Pathophysiology Associated With Fibromyalgia

Marilyn W. Edmunds, PhD, CRNP; Laurie E. Scudder, MS, NP


August 28, 2009

Changes in Gray Matter Density in Fibromyalgia: Correlation With Dopamine Metabolism

Wood PB, Glabus MF, Simpson R, Patterson JC 2nd
J Pain. 2009;10:609-618

Article Summary

Careful research has demonstrated that fibromyalgia (FM) is a clinical problem that involves much more than pain. The disorder is now increasingly recognized to involve cognitive dysfunction, which is variously characterized by difficulty with short-term recall (working memory), difficulty encoding new information when distracted (multitasking), and slowed speed of mental processing and word-finding. In addition to pain and cognitive symptoms, perceptual disturbances are also recognized, including disturbance in the ability to make figure/ground distinctions, loss of depth perception, and an inability to focus vision and attention. The symptom range of fibromyalgia compels us to pay more attention to this problem with the hope that increased knowledge will lead to better treatment strategies.

Fibromyalgia has been found to be associated with alterations in brain morphometry and abnormal dopaminergic neurotransmission. Evidence from preclinical models has demonstrated that dopamine plays a role in promoting neuronal integrity. This study was designed to (1) confirm previous findings of reduced gray matter density in subjects with FM; and (2) determine whether variations in dopamine metabolism might affect the density of gray matter in affected individuals.

The sample included 30 women with fibromyalgia and 20 age- and gender-matched healthy control subjects. Voxel-based morphometry was used to evaluate anatomic magnetic resonance imaging data in both groups. In addition, data from a subset of subjects from both groups who had previously participated in a positron emission tomography study using radiolabeled dihydroxyphenylalanine (n = 14; 6 FM subjects and 8 control subjects) were used to determine whether a correlation might exist between gray matter density and dopamine metabolism.

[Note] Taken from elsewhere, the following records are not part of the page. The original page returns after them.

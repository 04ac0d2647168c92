//! CLI command definitions.
//!
//! Each subcommand maps to one side of genview: the generation endpoint or
//! the interactive studio that talks to it.

use std::path::PathBuf;

use clap::{Parser, Subcommand};

pub mod serve;
pub mod studio;

/// genview - prompt-to-component generator with live preview
#[derive(Parser)]
#[command(name = "genview")]
#[command(version, about = "genview - prompt-to-component generator with live preview")]
#[command(long_about = r#"
genview turns a natural-language prompt into a single-file React + TypeScript
component styled with Tailwind CSS, previews it, and repairs it when the
preview reports an error.

COMMANDS:
  serve   → Run the streaming generation endpoint (POST /api/generate)
  studio  → Interactive session: generate, fix, preview, auto-fix

CONFIGURATION:
  genview.toml in the working directory (or --config), overridden by
  OPENAI_API_KEY, ANTHROPIC_API_KEY, GENVIEW_LLM_PROVIDER, GENVIEW_LLM_MODEL,
  GENVIEW_BIND and GENVIEW_ENDPOINT.

EXIT CODES:
  0 - Success
  1 - General error
  2 - Invalid arguments
  3 - Configuration error
  4 - Backend error
"#)]
#[command(propagate_version = true)]
pub struct Cli {
    /// Enable verbose output
    #[arg(short, long, global = true)]
    pub verbose: bool,

    /// Suppress non-essential output
    #[arg(short, long, global = true)]
    pub quiet: bool,

    /// Emit logs as JSON lines
    #[arg(long, global = true)]
    pub json_logs: bool,

    /// Path to the config file (defaults to ./genview.toml if present)
    #[arg(short, long, global = true)]
    pub config: Option<PathBuf>,

    #[command(subcommand)]
    pub command: Commands,
}

#[derive(Subcommand)]
pub enum Commands {
    /// Run the generation endpoint
    Serve(serve::ServeArgs),

    /// Start an interactive generation session
    Studio(studio::StudioArgs),
}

The study revealed that in patients with FM, there was a significant reduction in gray matter density within specific parts of the brain: the bilateral parahippocampal gyri, the right posterior cingulate cortex, and the left anterior cingulate cortex. In addition, a positive correlation was demonstrated between gray matter density of the bilateral hippocampal gyri and left pregenual cortex and an index of dopamine metabolism from the ventral tegmental area where cell bodies of corticolimbic projection neurons originate. These results confirm previous findings that FM is associated with altered brain morphometry. Alterations in dopamine metabolism might contribute to the associated changes in gray matter density.

Fibromyalgia was found to be associated with reductions in gray matter density within brain regions that are likely involved in phenomena related to the disorder. These phenomena include enhanced pain perception, cognitive dysfunction, and abnormal stress reactivity. The authors report that given the growing evidence of abnormal dopaminergic neurotransmission associated with FM, the strong correlation between dopamine metabolism and gray matter density seems to suggest the pathophysiology that might contribute to these changes.


This is a technically sophisticated but clinically interesting study. I find these results fascinating given that so many patients with fibromyalgia must struggle for years to have someone accept that the symptoms they have with fibromyalgia are not (figuratively) "all in their head." Although this study is so technical that it will not be of interest to all clinicians, it may be worth keeping in your files to remind you periodically that just because we can't explain someone's symptoms, it doesn't mean they are not real. It may just take time and research to uncover the true nature of the problem, and each study like this one adds another piece to the puzzle.